Hola ! Alguien me puede explicar por qué se utiliza el verbo *attaquer *en forma pronominal : ..." des politiques qui vont _s'attaquer _aux problèmes."

  saludos


----------



## geve

Hola Anneta,

_S'attaquer à un problème_, c'est affronter un problème, tenter de le résoudre, le combattre...


----------



## Inaxio L

_abordar _creo que es una buena traducción


----------



## geve

Inaxio L said:


> _abordar _creo que es una buena traducción


Si _abordar_ est l'équivalent espagnol de _aborder_, alors ça n'est pas tout à fait la même chose... _Aborder un problème_ est plus faible, ça peut vouloir dire qu'on va simplement parler du problème. Tandis que si l'on _s'attaque à un problème,_ cela signifie qu'on va le prendre à bras le corps, on va tout mettre en œuvre pour le résoudre ; c'est plus combatif, plus décidé.


----------



## GURB

Hola
s'attaquer à un problème= acometer un problema
Bonsoir


----------



## Inaxio L

Bon soir! Au moins à ma conaissance "acometer" on l'emploie comme "emprender", ça veut dire, comme "commencer faire qq'ch"

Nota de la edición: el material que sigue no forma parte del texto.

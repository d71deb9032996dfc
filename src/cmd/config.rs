//! Configuration view and initialization commands: `marketlens config`.

use anyhow::Result;
use console::style;
use std::path::Path;

use super::super::ConfigCommands;
use marketlens::config::{
    CONFIG_FILE_NAME, ConfigFile, ENV_API_URL, ENV_STORAGE_DIR, ENV_TIMEOUT_SECS, Settings,
};

pub fn cmd_config(
    settings: &Settings,
    config_path: Option<&Path>,
    command: Option<ConfigCommands>,
    json: bool,
) -> Result<()> {
    let config_path = config_path
        .map(Path::to_path_buf)
        .unwrap_or_else(Settings::default_config_path);

    match command {
        None | Some(ConfigCommands::Show) => {
            let warnings = settings.validate();
            if json {
                let out = serde_json::json!({
                    "config_file": config_path,
                    "config_file_exists": config_path.exists(),
                    "settings": settings,
                    "warnings": warnings,
                });
                println!("{}", serde_json::to_string_pretty(&out)?);
                return Ok(());
            }

            println!();
            println!("{}", style("MarketLens Configuration").bold().cyan());
            println!();
            if config_path.exists() {
                println!("Config file: {}", config_path.display());
            } else {
                println!("No {} found at {}", CONFIG_FILE_NAME, config_path.display());
                println!("Using defaults. Run 'marketlens config init' to create one.");
            }
            println!();
            println!("Effective values (with env/CLI overrides):");
            println!("  api.base_url     = \"{}\"", settings.base_url);
            println!("  api.timeout_secs = {}", settings.timeout_secs);
            println!("  api.max_retries  = {}", settings.max_retries);
            println!("  storage.dir      = \"{}\"", settings.storage_dir.display());
            println!();
            println!(
                "Environment overrides: {}, {}, {}",
                ENV_API_URL, ENV_TIMEOUT_SECS, ENV_STORAGE_DIR
            );

            if !warnings.is_empty() {
                println!();
                println!("{}", style("Configuration warnings:").yellow());
                for warning in warnings {
                    println!("  - {}", warning);
                }
            }
            println!();
        }
        Some(ConfigCommands::Init) => {
            if config_path.exists() {
                println!("{} already exists at {}", CONFIG_FILE_NAME, config_path.display());
                println!("Delete it first if you want to recreate it.");
                return Ok(());
            }

            ConfigFile::default().save(&config_path)?;

            println!("Created {} at {}", CONFIG_FILE_NAME, config_path.display());
            println!();
            println!("You can now customize:");
            println!("  - [api] base_url, timeout_secs, max_retries");
            println!("  - [storage] dir");
            println!();
        }
    }

    Ok(())
}
//! Route guard consulted before any protected command runs.

use thiserror::Error;

use super::store::{Session, SessionStore};

/// How the guard reads the session.
#[derive(Debug, Clone, Copy, PartialEq, Eq, Default)]
pub enum GuardPolicy {
    /// Trust the in-memory session.
    Cached,
    /// Re-read durable storage first, catching external logouts.
    #[default]
    Revalidate,
}

#[derive(Debug, Clone, Copy, PartialEq, Eq, Error)]
pub enum GuardRejection {
    #[error("Not logged in. Run `marketlens login` first.")]
    NotAuthenticated,
}

#[derive(Debug, Clone, Copy, Default)]
pub struct RouteGuard {
    policy: GuardPolicy,
}

impl RouteGuard {
    pub fn new(policy: GuardPolicy) -> Self {
        Self { policy }
    }

    pub fn check(&self, store: &SessionStore) -> Result<Session, GuardRejection> {
        let session = match self.policy {
            GuardPolicy::Cached => store.session(),
            GuardPolicy::Revalidate => store.revalidate(),
        };
        if session.is_authenticated() {
            Ok(session)
        } else {
            Err(GuardRejection::NotAuthenticated)
        }
    }
}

acometer una obra, un plan

Peut être que "abordar" est trop neutre et alors "hacer frente a", "enfrentarse". Pourtant on dirait que ces verbes sont un peut informels.


----------



## GURB

Hola Inaxio
Disculpa, pero cuando doy la traducción de una expresión es después de pensarlo mucho y comprobar la exactitud de lo que propongo. De lo contrario me abstengo o emito dudas.
Como prueba de lo que digo, aquí viene un extracto del diario ABC 23/08/1983 (in Crea) en que aparece esta expresión, pero no es el único, ni mucho menos.
_CUANDO la coalición de centro-derecha asumió la gestión municipal de Madrid sabía que se adentraba en un campo sembrado de minas. Y no nos referimos sólo a la dificultad objetiva que supone_* acometer los problemas* _de una gran metrópoli aquejada de múltiples carencias.._.
Un cordial saludo


----------



## Inaxio L

Hola Gurb: no lo dudo, solamente que yo ese uso no lo había oído/visto nunca y por eso me ha parecido conveniente matizarlo. Saludos


----------



## Gévy

Hola:

Nota de la moderación: En un foro de intercambio lingüístico, resulta obvio que las propuestas de traducción de unos (aunque sean muy correctas )pueden no convencer a otros y así nos lo digan. No hay ningún mal en ello; al contrario, es una actitud muy sana siempre que, como en el caso del mensaje de Inaxio, las diferencias se centren en las palabras, expresen un parecer o aporten un matiz y respeten a los foristas.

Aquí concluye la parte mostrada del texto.